Let me tell you about Mick Bamber. He’s a former Pentecostal Preacher, who attended my last church in the evenings. He is also a retired builder who oversaw the construction of the new parish extension which was completed in my predecessor’s time. One evening, having heard this passage from Matthew, he came up to me and remarked upon the irony now to be found in this passage. Any builder would know, he said, that Jesus was not in the construction business; houses are actually built on sand these days, not simply built on rock – otherwise they become less, rather than more stable. It’s a perplexing thought for a preacher, until we realise that dwellings were constructed in a very different way from the Wimpey Homes of today.

First of all, houses were only built in summer – during a time when the clay was rock solid itself. When a builder, faced with the agony of digging through the clay to the bedrock below, paused gloomily to consider his lot, he may well have been tempted to cut corners. Although he knew he had to get through to the bedrock, he would be tempted to cut corners, and build the house quickly before the rain came.
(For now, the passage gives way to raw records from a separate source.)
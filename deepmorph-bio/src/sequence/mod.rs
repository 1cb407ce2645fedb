pub mod stats;
pub mod types;

// Re-export commonly used types
pub use stats::{count_conserved_motifs, gc_content, motif_hits, MotifHit, SequenceMetrics};
pub use types::{NucleotideSequence, SAMPLE_SEQUENCE};
//! Core utilities and types shared across all DeepMorph crates

pub mod config;
pub mod error;
pub mod system;
pub mod types;

// Re-export commonly used types
pub use config::{load_config, load_or_default, save_config, Config};
pub use error::{DeepmorphError, DeepmorphResult};

pub use types::{NormalizationMode, OutputFormat};

pub use system::{config_path, deepmorph_home};

/// Version information for the DeepMorph project
pub const VERSION: &str = env!("CARGO_PKG_VERSION");
/// Standard output utilities for consistent command formatting
use colored::*;
use comfy_table::modifiers::UTF8_ROUND_CORNERS;
use comfy_table::presets::UTF8_FULL;
use comfy_table::{Attribute, Cell, Color as TableColor, ContentArrangement, Table};
use deepmorph_bio::ClusterStatus;

/// Display a section header with an underline
pub fn section_header(title: &str) {
    println!("\n{}", title.bold().cyan());
    println!("{}", "─".repeat(title.chars().count()).dimmed());
}

/// Display a success message
pub fn success(message: &str) {
    println!("{} {}", "✓".green(), message);
}

/// Display an info message
pub fn info(message: &str) {
    println!("{} {}", "●".blue(), message);
}

/// Tree structure item
pub fn tree_item(is_last: bool, label: &str, value: Option<&str>) {
    let prefix = if is_last { "└─" } else { "├─" };
    if let Some(val) = value {
        println!("{} {}: {}", prefix.dimmed(), label, val);
    } else {
        println!("{} {}", prefix.dimmed(), label);
    }
}

/// Render label/value pairs as a tree, last item closed off
pub fn tree(items: &[(&str, String)]) {
    for (i, (label, value)) in items.iter().enumerate() {
        tree_item(i + 1 == items.len(), label, Some(value));
    }
}

/// Create a standard table with our preferred styling
pub fn create_standard_table() -> Table {
    let mut table = Table::new();
    table
        .load_preset(UTF8_FULL)
        .apply_modifier(UTF8_ROUND_CORNERS)
        .set_content_arrangement(ContentArrangement::Dynamic);
    table
}

/// Create a standard header cell
pub fn header_cell(text: &str) -> Cell {
    Cell::new(text)
        .add_attribute(Attribute::Bold)
        .fg(TableColor::Cyan)
}

pub fn status_cell(status: ClusterStatus) -> Cell {
    let color = match status {
        ClusterStatus::Known => TableColor::Green,
        ClusterStatus::Novel => TableColor::Magenta,
    };
    Cell::new(status).fg(color)
}

/// Percentage cell, bold when at or above `highlight`
pub fn percent_cell(value: u32, highlight: u32) -> Cell {
    let cell = Cell::new(format!("{}%", value));
    if value >= highlight {
        cell.add_attribute(Attribute::Bold)
    } else {
        cell
    }
}
use super::types::NucleotideSequence;
use deepmorph_core::{DeepmorphError, DeepmorphResult};
use lazy_static::lazy_static;
use regex::bytes::Regex;
use serde::{Deserialize, Serialize};

/// A fixed nucleotide pattern counted as a conserved-motif proxy
pub struct ConservedMotif {
    pub name: &'static str,
    pub pattern: &'static str,
    regex: Regex,
}

impl ConservedMotif {
    fn new(name: &'static str, pattern: &'static str) -> Self {
        Self {
            name,
            pattern,
            regex: Regex::new(pattern).expect("conserved motif pattern must compile"),
        }
    }

    /// Non-overlapping, left-to-right match count
    pub fn count(&self, sequence: &[u8]) -> usize {
        self.regex.find_iter(sequence).count()
    }
}

lazy_static! {
    pub static ref CONSERVED_MOTIFS: [ConservedMotif; 4] = [
        ConservedMotif::new("TATA box", "TATA[AT]A"),
        ConservedMotif::new("GC box", "GC{2,}GC"),
        ConservedMotif::new("CAT run", "CAT{2,}C"),
        ConservedMotif::new("ATCG core", "[AG]ATCG[AT]"),
    ];
}

/// Per-pattern motif count
#[derive(Debug, Clone, PartialEq, Eq, Serialize, Deserialize)]
pub struct MotifHit {
    pub name: String,
    pub pattern: String,
    pub count: usize,
}

/// Statistics derived from one nucleotide sequence
#[derive(Debug, Clone, Copy, PartialEq, Eq, Serialize, Deserialize)]
#[serde(rename_all = "camelCase")]
pub struct SequenceMetrics {
    pub length: usize,
    /// Integer percentage of G or C
    pub gc_content: u32,
    #[serde(rename = "conservedMotifs")]
    pub conserved_motif_count: usize,
}

impl SequenceMetrics {
    pub fn calculate(sequence: &NucleotideSequence) -> Self {
        let bytes = sequence.as_bytes();
        Self {
            length: bytes.len(),
            gc_content: gc_percent(count_gc(bytes), bytes.len()),
            conserved_motif_count: count_conserved_motifs(bytes),
        }
    }
}

fn count_gc(sequence: &[u8]) -> usize {
    sequence
        .iter()
        .filter(|&&b| matches!(b.to_ascii_uppercase(), b'G' | b'C'))
        .count()
}

/// round-half-up of gc * 100 / len, in integers
fn gc_percent(gc: usize, len: usize) -> u32 {
    if len == 0 {
        return 0;
    }
    ((gc * 200 + len) / (2 * len)) as u32
}

/// GC percentage rounded half-up. Empty input is rejected rather than
/// reported as 0%.
pub fn gc_content(sequence: &[u8]) -> DeepmorphResult<u32> {
    if sequence.is_empty() {
        return Err(DeepmorphError::InvalidInput(
            "cannot compute GC content of an empty sequence".to_string(),
        ));
    }
    Ok(gc_percent(count_gc(sequence), sequence.len()))
}

/// Sum of match counts across all conserved motif patterns
pub fn count_conserved_motifs(sequence: &[u8]) -> usize {
    CONSERVED_MOTIFS.iter().map(|m| m.count(sequence)).sum()
}

/// Match counts broken down by pattern, in pattern order
pub fn motif_hits(sequence: &[u8]) -> Vec<MotifHit> {
    CONSERVED_MOTIFS
        .iter()
        .map(|m| MotifHit {
            name: m.name.to_string(),
            pattern: m.pattern.to_string(),
            count: m.count(sequence),
        })
        .collect()
}
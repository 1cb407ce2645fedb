use crate::cli::formatting::output::{info, success};
use crate::cli::{load_effective_config, resolve_config_path};
use anyhow::Result;
use clap::Subcommand;
use deepmorph_core::config::{save_config, Config};
use deepmorph_core::DeepmorphError;
use std::path::Path;

#[derive(Subcommand)]
pub enum ConfigCommands {
    /// Write a default config file
    Init {
        /// Overwrite an existing file
        #[arg(long)]
        force: bool,
    },

    /// Print the effective configuration as TOML
    Show,
}

pub fn run(command: ConfigCommands, config_path: Option<&Path>) -> Result<()> {
    match command {
        ConfigCommands::Init { force } => {
            let path = resolve_config_path(config_path);
            if path.exists() && !force {
                return Err(DeepmorphError::Configuration(format!(
                    "{} already exists (use --force to overwrite)",
                    path.display()
                ))
                .into());
            }
            save_config(&path, &Config::default())?;
            success(&format!("Wrote default config to {}", path.display()));
        }
        ConfigCommands::Show => {
            let path = resolve_config_path(config_path);
            let config = load_effective_config(config_path)?;
            if !path.exists() {
                info(&format!("{} not found, showing defaults", path.display()));
            }
            let rendered = toml::to_string_pretty(&config)
                .map_err(|e| DeepmorphError::Serialization(e.to_string()))?;
            print!("{}", rendered);
        }
    }
    Ok(())
}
Having done so, he would wait anxiously, praying that the rains would not be quite so harsh this year.

It was a huge gamble, because (like as not) the winter rains would come, turning the rock-like clay into the consistency of sticky toffee pudding, and the walls (made themselves of clay) would do likewise, and burst, rather than relying on the bedrock to channel the water away.

So – part of building on the rock is avoiding the temptation to cut corners, recognising that there are tried and trusted methods of being faithful to the Lord, to his commandment to love, and each of them require our application and our endeavour. To dig down to the foundations sounds like (and often is) unglamorous work, but part of living within the catholic tradition means building – quite literally – upon the experiences and stories of others in the church who have taken care to dig all the way down.

Our ‘digging down’ consists in being methodical in all we do. If we don’t possess that virtue, we should work to acquire it. Part of the life of the parish priest consists in doing well the things we find unbearably tedious – indeed, we should try to cultivate a liking for them. Such an attitude is indicative of a disciple digging to find the bedrock. To be whimsical and casual about important things – to be cavalier with diaries, commitments, duties – indicates the opposite.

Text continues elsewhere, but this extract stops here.